Aunque parezca seguir lloviendo sobre mojado, el tema eléctrico nacional tiene que continuar ocupando las páginas de los periódicos locales, hasta que la Providencia nos proporciona un mesías que proceda a sacar a latigazos a los regentes del negocio de la energía, políticos corruptos y generadores inescrupulosos, vestidos de santos, que se han apoderado de las actividades de un servicio público que resulta imprescindible para el país, tal cual lo hizo el Maestro Jesús con los mercaderes que encontró extorsionando a la gente, y mancillando la imagen de la iglesia, con ese comportamiento inapropiado.
Dos reseñas de prensa contiguas, que aparecen publicadas en la página 13ª, del periódico “HOY”, de fecha 19 de julio del presente año, resultan ser bastante explicativas, y a la vez contradictorias, en torno esa gran problemática.
En una de ellas aparece muy sonriente y complacido el vicepresidente de la CDEEE, señor Celso Marranzini, para algunos el nuevo “redentor” fallido, anunciando sobre la campaña “Cero-deudas”, inducida obviamente por él, con amenazas de cancelación incluso, a los empleados que no paguen por el servicio; y, que iniciara “voluntariamente” el personal de la empresas energéticas estatales. Expresó al mismo tiempo, que “El Estado financiaba robo de energía”.
Para nadie es un secreto, que al señor Marranzini parece ser que sólo le interesa perseguir el fraude; que la gente pague las tarifas onerosas que se impongan, las más caras del área, según los expertos; y, naturalmente, que haya recursos suficientes para pagar a los “altruistas generadores”. Pero, ahondar en las causas principales de los problemas inherentes, jamás.

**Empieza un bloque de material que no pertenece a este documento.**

// SPDX-License-Identifier: GPL-3.0-only

//! Per-run deduplication state

use crate::backends::audio::Beeper;
use crate::config::LabelMappings;
use crate::frame_processor::types::DecodedSymbol;
use std::collections::HashSet;
use tracing::debug;

/// Decoded texts already reported in this run
///
/// Only grows. A new run starts with an empty set.
#[derive(Debug, Default, Clone)]
pub struct SeenValues {
    values: HashSet<String>,
}

impl SeenValues {
    pub fn new() -> Self {
        Self::default()
    }

    /// Record a value, returning `true` the first time it is seen
    pub fn insert(&mut self, text: &str) -> bool {
        if self.values.contains(text) {
            return false;
        }
        self.values.insert(text.to_owned())
    }

    pub fn contains(&self, text: &str) -> bool {
        self.values.contains(text)
    }

    pub fn len(&self) -> usize {
        self.values.len()
    }

    pub fn is_empty(&self) -> bool {
        self.values.is_empty()
    }

    pub fn iter(&self) -> impl Iterator<Item = &str> {
        self.values.iter().map(String::as_str)
    }
}

/// State owned by one scan run: seen values, labels and the optional beeper
pub struct ScanSession {
    seen: SeenValues,
    mappings: LabelMappings,
    beeper: Option<Box<dyn Beeper>>,
}

impl ScanSession {
    pub fn new(mappings: LabelMappings) -> Self {
        Self {
            seen: SeenValues::new(),
            mappings,
            beeper: None,
        }
    }

    /// Beep on every first sighting
    pub fn with_beeper(mut self, beeper: Option<Box<dyn Beeper>>) -> Self {
        self.beeper = beeper;
        self
    }

    pub fn beep_enabled(&self) -> bool {
        self.beeper.is_some()
    }

    pub fn seen(&self) -> &SeenValues {
        &self.seen
    }

    /// Console / overlay text: the mapped label, or `<TYPE>: <text>`
    pub fn label_for(&self, symbol: &DecodedSymbol) -> String {
        match self.mappings.label_for(&symbol.text) {
            Some(label) => label.to_owned(),
            None => symbol.label(),
        }
    }

    /// Record a sighting, returning `true` if its text is new this run
    pub fn record(&mut self, symbol: &DecodedSymbol) -> bool {
        self.seen.insert(&symbol.text)
    }

    /// Signal a first sighting; failures are dropped
    pub fn signal_new_value(&mut self) {
        if let Some(beeper) = self.beeper.as_mut()
            && let Err(e) = beeper.beep()
        {
            debug!(error = %e, "Beep failed");
        }
    }
}
// SPDX-License-Identifier: MPL-2.0

//! Frame processor module
//!
//! Symbol decoding over camera frames, the result types it produces, and
//! the annotation pass that draws results back into the frame.

pub mod annotate;
pub mod tasks;
pub mod types;

pub use annotate::annotate_frame;
pub use tasks::{BarcodeDetector, DecoderChain, QrDetector, SymbolDecoder};
pub use types::{DecodedSymbol, FrameRegion, PixelRect, Point, SymbolOverlay, Symbology};
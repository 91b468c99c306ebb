// SPDX-License-Identifier: GPL-3.0-only

//! Frame processing tasks
//!
//! This module contains the decoder abstraction and implementations for
//! the symbologies we can read. QR codes go through rqrr, everything else
//! (EAN/UPC, Code 128 and the other linear codes) through rxing.

pub mod barcode_detector;
pub mod qr_detector;

pub use barcode_detector::BarcodeDetector;
pub use qr_detector::QrDetector;

use crate::backends::camera::types::CameraFrame;
use crate::frame_processor::types::DecodedSymbol;
use image::imageops::{self, FilterType};
use image::{GrayImage, RgbaImage};

/// Finds and decodes symbols in a frame
///
/// An empty result means nothing was found; decoders do not fail.
pub trait SymbolDecoder {
    /// Decode every symbol in the frame, in detection order
    fn decode(&mut self, frame: &CameraFrame) -> Vec<DecodedSymbol>;
}

impl<T: SymbolDecoder + ?Sized> SymbolDecoder for Box<T> {
    fn decode(&mut self, frame: &CameraFrame) -> Vec<DecodedSymbol> {
        (**self).decode(frame)
    }
}

/// Runs several decoders over the same frame
///
/// Results are concatenated in the order the decoders were added.
#[derive(Default)]
pub struct DecoderChain {
    decoders: Vec<Box<dyn SymbolDecoder>>,
}

impl DecoderChain {
    pub fn new() -> Self {
        Self::default()
    }

    /// Append a decoder to the chain
    pub fn with(mut self, decoder: impl SymbolDecoder + 'static) -> Self {
        self.decoders.push(Box::new(decoder));
        self
    }

    /// QR through rqrr followed by linear barcodes through rxing
    pub fn standard(max_dimension: u32) -> Self {
        Self::new()
            .with(QrDetector::with_max_dimension(max_dimension))
            .with(BarcodeDetector::with_max_dimension(max_dimension))
    }

    pub fn len(&self) -> usize {
        self.decoders.len()
    }

    pub fn is_empty(&self) -> bool {
        self.decoders.is_empty()
    }
}

impl SymbolDecoder for DecoderChain {
    fn decode(&mut self, frame: &CameraFrame) -> Vec<DecodedSymbol> {
        let mut symbols = Vec::new();
        for decoder in &mut self.decoders {
            symbols.extend(decoder.decode(frame));
        }
        symbols
    }
}

/// Factor the frame is shrunk by so its longest side fits `max_dimension`
pub fn downscale_factor(width: u32, height: u32, max_dimension: u32) -> f32 {
    if max_dimension == 0 || (width <= max_dimension && height <= max_dimension) {
        return 1.0;
    }
    (width as f32 / max_dimension as f32).max(height as f32 / max_dimension as f32)
}

/// Grayscale copy of the frame, downscaled when `scale > 1`
pub(crate) fn to_detection_gray(image: &RgbaImage, scale: f32) -> GrayImage {
    let gray = imageops::grayscale(image);
    if scale <= 1.0 {
        return gray;
    }

    let new_width = ((image.width() as f32 / scale) as u32).max(1);
    let new_height = ((image.height() as f32 / scale) as u32).max(1);
    imageops::resize(&gray, new_width, new_height, FilterType::Triangle)
}
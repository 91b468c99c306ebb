// SPDX-License-Identifier: GPL-3.0-only

//! QR code detection task
//!
//! This module implements QR code detection using the rqrr crate.
//! It converts camera frames to grayscale and searches for QR codes,
//! returning their corner points and decoded content.

use super::{SymbolDecoder, downscale_factor, to_detection_gray};
use crate::backends::camera::types::CameraFrame;
use crate::constants::detection::QR_MAX_DIMENSION;
use crate::frame_processor::types::{DecodedSymbol, Point, Symbology};
use image::RgbaImage;
use tracing::{debug, trace};

/// QR code detector
///
/// Analyzes camera frames to detect and decode QR codes.
/// Optimized for real-time processing with frame downscaling.
pub struct QrDetector {
    /// Maximum dimension for processing (frames are downscaled to this, 0 = never)
    max_dimension: u32,
}

impl Default for QrDetector {
    fn default() -> Self {
        Self::new()
    }
}

impl QrDetector {
    /// Create a new QR detector with default settings
    pub fn new() -> Self {
        Self {
            max_dimension: QR_MAX_DIMENSION,
        }
    }

    /// Create a QR detector with custom max dimension
    pub fn with_max_dimension(max_dimension: u32) -> Self {
        Self { max_dimension }
    }

    /// Detect QR codes in an RGBA image
    pub fn detect(&self, image: &RgbaImage) -> Vec<DecodedSymbol> {
        detect_sync(image, self.max_dimension)
    }
}

impl SymbolDecoder for QrDetector {
    fn decode(&mut self, frame: &CameraFrame) -> Vec<DecodedSymbol> {
        self.detect(&frame.image)
    }
}

fn detect_sync(image: &RgbaImage, max_dimension: u32) -> Vec<DecodedSymbol> {
    let start = std::time::Instant::now();

    let (width, height) = image.dimensions();
    if width == 0 || height == 0 {
        return Vec::new();
    }

    let scale = downscale_factor(width, height, max_dimension);
    let gray = to_detection_gray(image, scale);

    trace!(
        proc_width = gray.width(),
        proc_height = gray.height(),
        scale,
        conversion_ms = start.elapsed().as_millis(),
        "Prepared grayscale image for processing"
    );

    let mut prepared = rqrr::PreparedImage::prepare_from_greyscale(
        gray.width() as usize,
        gray.height() as usize,
        |x, y| gray.get_pixel(x as u32, y as u32).0[0],
    );
    let grids = prepared.detect_grids();

    trace!(
        count = grids.len(),
        detection_ms = start.elapsed().as_millis(),
        "QR grid detection complete"
    );

    let mut detections = Vec::with_capacity(grids.len());

    for grid in grids {
        let content = match grid.decode() {
            Ok((_meta, content)) => content,
            Err(e) => {
                debug!(error = %e, "Failed to decode QR code");
                continue;
            }
        };

        // Scale back to original frame coordinates
        let corners = grid
            .bounds
            .map(|p| Point::new(p.x as f32 * scale, p.y as f32 * scale));

        debug!(
            content = %content,
            x = corners[0].x,
            y = corners[0].y,
            "Detected QR code"
        );

        detections.push(DecodedSymbol::new(Symbology::QrCode, content, corners));
    }

    if !detections.is_empty() {
        debug!(
            count = detections.len(),
            total_ms = start.elapsed().as_millis(),
            "QR detection found codes"
        );
    }

    detections
}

La otra publicación, muy loable y oportuna en términos comparativos, es titulada “Apagones son fruto de engaño”, en la que el arquitecto Leopoldo Espaillat Nanita, técnico más que calificado en el área, con vasta experiencia, y de vieja data en el ramo, sostiene que,” la desgracia que padecen los dominicanos con el problema energético es un resultado directo de la capitalización de las empresas del Estado”, que consideró “un engaño”.
Dijo además que, “el Instituto de Energía de la Universidad Autónoma de Santo Domingo (UASD), respalda decididamente el proyecto de ley que busca rescindir los contratos entre el Estado y las empresas generadoras de electricidad”.
Esa, es una iniciativa laudable del senador por Elías Piña, Adriano Sánchez Roa, la cual cursa en esa Cámara, muy bien sustentada, por cierto, según los alegatos de su parte; que recogiera un periódico local, sucinta y disimuladamente, en un espacio pequeño de una de sus páginas interiores; como quien dice, para que no se vea mucho, tal cual diría el común del pueblo.
Ahora, sale de nuevo a relucir el proyecto, con un fortísimo espaldarazo del Ing. Espaillat Nanita, una autoridad en la materia, secundado por el organismo competente señalado, del que forma parte, Instituto de Energía; procediendo además a recomendar, que la pieza legislativa elaborada por el congresista, sea sometida a vistas públicas, en las que participen organizaciones económicas, sociales y académicas nacionales, con peso específico en la República Dominicana, para que expongan sus opiniones sobre el particular.
Es una valiosa actitud de respaldo, que todo dominicano con sentido nacionalista, al margen de preferencia política alguna, debe emular. Pues, con el pésimo, leonino y dañoso régimen de apagones dirigidos, por parte de un pequeño grupo de ávidos comerciantes y políticos sin conciencia, en relación con un servicio del cual no puede prescindir, es imposible continuar viviendo en esta Nación.
Mientras la iglesia siga estando en manos de Lutero (políticos y generadores inconscientes de las necesidades nacionales; sólo, pensando un lucros económicos), con la aquiescencia directa de los organismos internacionales de financiamiento, asegurando mercado para la colocación condicionada de los excedentes de capital foráneo de sus auspiciadores, bajo las excusas de pagar subsidio y la obligatoriedad de honrar deudas con los generadores, el problema eléctrico aquí nunca se va a resolver.
El Congreso Nacional nuestro, tiene ahora una magnifica oportunidad para enmendar los errores cometidos en el pasado, referente a la temática de que se trata; al tiempo de aprovechar además, para comenzar a limpiar la imagen desagradable que tiene un gran segmento de la sociedad dominicana, respecto de ese primer Poder del Estado Dominicano, por razones diversas.
El senador Sánchez Roa, les abrió las puertas para que todos entren por el carril de las reflexiones y los correctivos pertinentes. Recuerden “que las oportunidades con calvas, y hay que agarrarles por los cabellos”, como reza una máxima popular.